Griddle food sticks to your ribs. Griddle food just tastes different. Griddle food is camping food.
Part of the allure of a griddle is its size. The vast expanse of cooking surface is just begging for a dozen eggs to be cracked over it, a side of bacon to be pulled apart into strips and laid out, instantly sizzling and sending up little spatters of grease like fireworks.
With a griddle, you can cook for a whole campsite, not merely churning out a measly one or two portions at a time.
There are a lot of meals you can cook on a griddle, but today I wanted to share a recipe from a friend—a recipe I had the fortune of being able to try this summer. My friend Martha, who handles a considerable chunk of the administrative end of a more-than-25-person multi-day camping excursion each year, prepared the ingredients for this, her sister Rachel’s recipe, ahead of time, then rolled the dough and cut it into circles (the fun part) once in the mountains.
She shared the hand-written recipe with me, and I believe I read the cursive correctly in my attempts to transcribe it and share it with you here:
Raisin Griddle Cookies
What you need:
• 3 1/2 cups sifted flour
• 1 cup sugar
• 1 1/2 tsp baking powder
• 1 tsp salt
• 1/2 tsp nutmeg
• 1 cup shortening
• 1 egg
• 1/2 cup milk
• 1 1/4 cup raisins
• 1/2 tsp soda
• cooking oil
a griddle (of course)
Sift the dry ingredients and cut in the shortening until it’s mealy.
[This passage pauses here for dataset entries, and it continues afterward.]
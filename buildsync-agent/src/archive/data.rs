//! Plain directory archives used to ship `addon_data` between systems.

use super::policy::{contained_target, is_directory_entry};
use super::{entry_options, extract_entry, slash_path, RestoreReport};
use crate::fs::walker::{walk_files, ExclusionRules};
use crate::utils::errors::{Result, SyncError};
use std::fs::{self, File};
use std::io;
use std::path::Path;
use tracing::{debug, error, info, warn};
use zip::{ZipArchive, ZipWriter};

/// Zip every file under `source` with names relative to it. Returns the number of files stored.
/// A failed archive is removed.
pub fn zip_directory(source: &Path, zip_path: &Path) -> Result<usize> {
    if !source.is_dir() {
        return Err(SyncError::Io(io::Error::new(
            io::ErrorKind::NotFound,
            format!("{} does not exist", source.display()),
        )));
    }

    match write_directory_zip(source, zip_path) {
        Ok(stored) => {
            info!("Zipped {} files from {} into {}", stored, source.display(), zip_path.display());
            Ok(stored)
        }
        Err(e) => {
            error!("Creating {} failed: {}", zip_path.display(), e);
            if let Err(rm_err) = fs::remove_file(zip_path) {
                debug!("Could not remove {}: {}", zip_path.display(), rm_err);
            }
            Err(e)
        }
    }
}

fn write_directory_zip(source: &Path, zip_path: &Path) -> Result<usize> {
    let mut zip = ZipWriter::new(File::create(zip_path)?);
    let mut stored = 0;
    for file in walk_files(source, &ExclusionRules::default()) {
        let mut input = match File::open(&file.path) {
            Ok(input) => input,
            Err(e) => {
                warn!("Skip {}: {}", file.path.display(), e);
                continue;
            }
        };
        zip.start_file(slash_path(&file.relative_path), entry_options())?;
        io::copy(&mut input, &mut zip)?;
        stored += 1;
    }
    zip.finish()?;
    Ok(stored)
}

/// Extract `zip_path` into `target`. Entries that would land outside `target` are skipped.
pub fn extract_directory(zip_path: &Path, target: &Path) -> Result<RestoreReport> {
    let mut archive = ZipArchive::new(File::open(zip_path)?)?;
    let mut report = RestoreReport::default();
    fs::create_dir_all(target)?;

    for index in 0..archive.len() {
        let mut entry = archive.by_index(index)?;
        let name = entry.name().to_string();
        if entry.is_dir() || is_directory_entry(&name) {
            continue;
        }

        let Some(destination) = contained_target(target, &name) else {
            warn!("Skip entry escaping {}: {}", target.display(), name);
            report.skipped += 1;
            continue;
        };
        match extract_entry(&mut entry, target, &destination) {
            Ok(Some(_)) => report.extracted += 1,
            Ok(None) => {
                warn!("Skip entry leaving {} through a symlink: {}", target.display(), name);
                report.skipped += 1;
            }
            Err(e) => {
                error!("Extract error {}: {}", name, e);
                report.failed += 1;
            }
        }
    }

    info!(
        "Extracted {} into {} ({} files, {} skipped)",
        zip_path.display(),
        target.display(),
        report.extracted,
        report.skipped
    );
    Ok(report)
}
In a separate container, beat the egg, add milk, and blend. Add this mixture to the raisins, flour, and other dry ingredients. Stir until the dough holds together.
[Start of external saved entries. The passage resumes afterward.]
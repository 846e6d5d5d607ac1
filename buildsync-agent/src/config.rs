//! Configuration management for the sync agent.
//!
//! Loads configuration from a TOML file. The `[settings]` table is the flat key/value store the
//! sync core reads through [`crate::settings::SettingsSource`]; the other sections describe the
//! local environment the agent runs in.

use crate::settings::SettingsSource;
use serde::{Deserialize, Serialize};
use std::path::{Path, PathBuf};

/// Identity recorded in backup manifests and used for self-exclusion on restore.
pub const DEFAULT_ADDON_ID: &str = "plugin.program.dokukanal.buildsync";

#[derive(Debug, Clone, Default, Serialize, Deserialize)]
pub struct Config {
    #[serde(default)]
    pub agent: AgentConfig,

    #[serde(default)]
    pub paths: PathsConfig,

    #[serde(default)]
    pub log: LogConfig,

    #[serde(default)]
    pub backup: BackupConfig,

    /// Host settings store (flat key/value table)
    #[serde(default)]
    pub settings: toml::Table,
}

#[derive(Debug, Clone, Serialize, Deserialize)]
pub struct AgentConfig {
    /// Identity of this agent; written as manifest creator
    #[serde(default = "default_addon_id")]
    pub addon_id: String,
}

#[derive(Debug, Clone, Default, Serialize, Deserialize)]
pub struct PathsConfig {
    /// Media-center home directory (contains `userdata/` and `addons/`)
    pub home: Option<PathBuf>,

    /// Overrides `<home>/userdata`
    pub userdata: Option<PathBuf>,

    /// Overrides `<home>/temp`
    pub temp: Option<PathBuf>,
}

#[derive(Debug, Clone, Serialize, Deserialize)]
pub struct LogConfig {
    /// Log level (trace, debug, info, warn, error)
    #[serde(default = "default_log_level")]
    pub level: String,
}

#[derive(Debug, Clone, Default, Serialize, Deserialize)]
pub struct BackupConfig {
    /// Inclusion list for full backups. Empty = whole userdata tree.
    #[serde(default)]
    pub include: Vec<BackupInclude>,
}

/// Where an inclusion entry is resolved from.
#[derive(Debug, Clone, Copy, PartialEq, Eq, Default, Serialize, Deserialize)]
#[serde(rename_all = "snake_case")]
pub enum IncludeBase {
    #[default]
    Userdata,
    AddonData,
}

/// One entry of the backup inclusion list. Exactly one of `file` / `folder` is expected.
#[derive(Debug, Clone, Default, Serialize, Deserialize)]
pub struct BackupInclude {
    pub file: Option<String>,
    pub folder: Option<String>,

    #[serde(default)]
    pub base: IncludeBase,

    /// Boolean settings key gating this entry
    pub setting: Option<String>,
}

impl BackupConfig {
    /// Inclusion entries whose gating setting (if any) is enabled.
    pub fn active_includes(&self, settings: &dyn SettingsSource) -> Vec<BackupInclude> {
        self.include
            .iter()
            .filter(|item| match &item.setting {
                Some(key) => settings.get_bool(key, false),
                None => true,
            })
            .cloned()
            .collect()
    }
}

fn default_addon_id() -> String {
    DEFAULT_ADDON_ID.to_string()
}

fn default_log_level() -> String {
    "info".to_string()
}

impl Default for AgentConfig {
    fn default() -> Self {
        Self {
            addon_id: default_addon_id(),
        }
    }
}

impl Default for LogConfig {
    fn default() -> Self {
        Self {
            level: default_log_level(),
        }
    }
}

impl Config {
    /// Load configuration from a TOML file
    pub fn from_file(path: &Path) -> anyhow::Result<Self> {
        let content = std::fs::read_to_string(path)?;
        let config: Config = toml::from_str(&content)?;
        Ok(config)
    }

    /// Home directory: configured value, else `$HOME/.kodi`.
    pub fn home_dir(&self) -> PathBuf {
        if let Some(home) = &self.paths.home {
            return home.clone();
        }
        std::env::var_os("HOME")
            .map(PathBuf::from)
            .unwrap_or_else(|| PathBuf::from("."))
            .join(".kodi")
    }
}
At this point, the dough can be refrigerated, then packed in an ice chest to take camping. Once at your site, it can be rolled out to 1/4-inch thickness on a flour-covered surface and cut with a 2-inch cookie cutter. Another alternative is to cut the circles at home, freeze them, and thaw them when it’s time to cook them up.
Once you’re ready, lightly oil the griddle and get it hot. Place the dough circles onto the surface, and turn each cookie after the top becomes brown and puffy.
I must say, these cookies look a lot like pancakes—probably because they’re A) not being baked in the oven like most cookies, but are B) being cooked on the griddle where pancakes usually live. They’re denser than pancakes, though, and the nutmeg gives them a hint of flavor not usually found in a camping breakfast.
The recipe yields somewhere around four dozen cookies, which can be eaten as is, or topped with whatever you feel like bringing with you: fresh fruit, whipped cream, powdered sugar, or butter and maple syrup. We topped ours with cinnamon and sugar.
When I called Martha to clarify a couple of points before sharing this recipe with you, she said she tried these cookies at another time, when people ate them quite a while after they’d been cooked.
“They’re best eaten warm,” she said, “straight from the griddle.”
See? “Griddle.” Everyone likes to say it.